Okay. So, we now see that we can find these clinically. We kinda can see a histological section, showing kind of what happens. And so, the gutta-percha dies out against that block. And then, back to another case. I’m gonna show this next week, because we’re gonna talk about how to manage some other things. But again, this is the posterior abutment of a bridge! And it’s pretty good endodontics. I don’t necessarily like posts in the mesial roots. Maybe if it’s a passive fiber post, but not metal. And then, of course, we’re short again. And of course, there is breakdown, and now we have a lesion of endodontic origin. And then, what to do? What to do about that?
So, we see this all the time. So, whenever I see a filling material short, radiographically, and the patient’s having symptoms, or the lesion’s getting bigger, where there was no lesion, I’m immediately thinking, probably a blocked canal. Let’s look at the blocked canal. So, you get your access cut, right? And then, you take usually your first hand file, might be a stainless steel 10, and you start working that file in. And there’s two problems we have that I’m going to identify today. We have mechanical problems, and we have anatomical problems. When you put those two together, it’s synergistic. It’s one plus one is three.

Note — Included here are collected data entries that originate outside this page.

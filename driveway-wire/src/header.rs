//! The 23-byte packed frame header.

use crate::{FrameFlags, MacAddr, MsgType, PROTO_VER, VIRT_PHY};

/// Encoded header length in bytes.
pub const HEADER_LEN: usize = 23;

/// Decoded frame header.
///
/// `msg_type` and `sender_role` are kept as raw bytes so that frames carrying
/// unknown values survive a decode/encode round trip; use
/// [`MsgType::from_u8`] and [`crate::Role::from_u8`] to interpret them.
#[derive(Debug, Clone, Copy, PartialEq, Eq)]
pub struct Header {
    pub proto_ver: u8,
    pub msg_type: u8,
    pub flags: FrameFlags,
    /// Per-sender rolling sequence; echoed by replies for ACK matching.
    pub seq: u16,
    /// Sender's topology epoch (diagnostic).
    pub topo_ver: u16,
    /// `VIRT_PHY` addresses the physical device; other values select a
    /// virtual instance hosted by an emulator role.
    pub virt_id: u8,
    /// Must be zero on compose; carried verbatim on parse.
    pub reserved: u8,
    /// Sender milliseconds since boot, 48 bits on the wire (diagnostic).
    pub ts_ms: u64,
    /// Copy of the sender MAC for fast policy checks.
    pub sender_mac: MacAddr,
    pub sender_role: u8,
}

impl Header {
    /// A header for a fresh outbound frame.
    pub fn new(msg: MsgType, flags: FrameFlags, seq: u16) -> Self {
        Header {
            proto_ver: PROTO_VER,
            msg_type: msg.as_u8(),
            flags,
            seq,
            topo_ver: 0,
            virt_id: VIRT_PHY,
            reserved: 0,
            ts_ms: 0,
            sender_mac: MacAddr::ZERO,
            sender_role: 0,
        }
    }

    pub fn encode(&self) -> [u8; HEADER_LEN] {
        let mut out = [0u8; HEADER_LEN];
        out[0] = self.proto_ver;
        out[1] = self.msg_type;
        out[2..4].copy_from_slice(&self.flags.bits().to_le_bytes());
        out[4..6].copy_from_slice(&self.seq.to_le_bytes());
        out[6..8].copy_from_slice(&self.topo_ver.to_le_bytes());
        out[8] = self.virt_id;
        out[9] = self.reserved;
        // 48-bit millisecond timestamp, low byte first.
        let ts = self.ts_ms.to_le_bytes();
        out[10..16].copy_from_slice(&ts[..6]);
        out[16..22].copy_from_slice(self.sender_mac.octets());
        out[22] = self.sender_role;
        out
    }

    /// Decodes a header from `raw[..HEADER_LEN]`. The caller guarantees the
    /// length; version checking is the parser's job.
    pub fn decode(raw: &[u8; HEADER_LEN]) -> Self {
        let mut ts = [0u8; 8];
        ts[..6].copy_from_slice(&raw[10..16]);
        let mut mac = [0u8; 6];
        mac.copy_from_slice(&raw[16..22]);
        Header {
            proto_ver: raw[0],
            msg_type: raw[1],
            flags: FrameFlags::from_bits_retain(u16::from_le_bytes([raw[2], raw[3]])),
            seq: u16::from_le_bytes([raw[4], raw[5]]),
            topo_ver: u16::from_le_bytes([raw[6], raw[7]]),
            virt_id: raw[8],
            reserved: raw[9],
            ts_ms: u64::from_le_bytes(ts),
            sender_mac: MacAddr(mac),
            sender_role: raw[22],
        }
    }
}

So, colleagues have been trained for decades to work short of the radiographic terminus. I said, “radiographic terminus”, not “radiographic apex” or “anatomic apex” okay? So, my colleague’s working short; they are making mud. They see it in their file, but they probably don’t notice that it’s getting pushed into space. So as you begin to make a little space, not only is it the mud on the flutes of your file, but it’s also getting pushed into eccentricities off the rounder part of the canals. So, always think laterally. And then, of course, we gotta remember that when we go from the 10 to the 15 file, which colleagues do effortlessly, and they have bought into this, that every file is bigger by .05 between 10 and 60.
So, between 10 and 60, all files get bigger at their tips by .05, .05, .05. So, you go from 10 to 15, the difference is 5. 5 over 10 is 50 percent. So, they don’t realize that the 15 file is 50 percent bigger than the 10 file that preceded. That, incidentally, is the biggest jump in dentistry. So, grinding that 15 in really compacts this, really starts to pack it in tight. Now we have – we’ve gone from a nuisance block to now, we have a serious block going on. And the colleague’s really happy. Because everything’s going fine, and we usually go through a little bit more chair time, and we go through a few more instruments, manual or mechanical, it doesn’t matter. It’s the concept. Blocks can happen either way.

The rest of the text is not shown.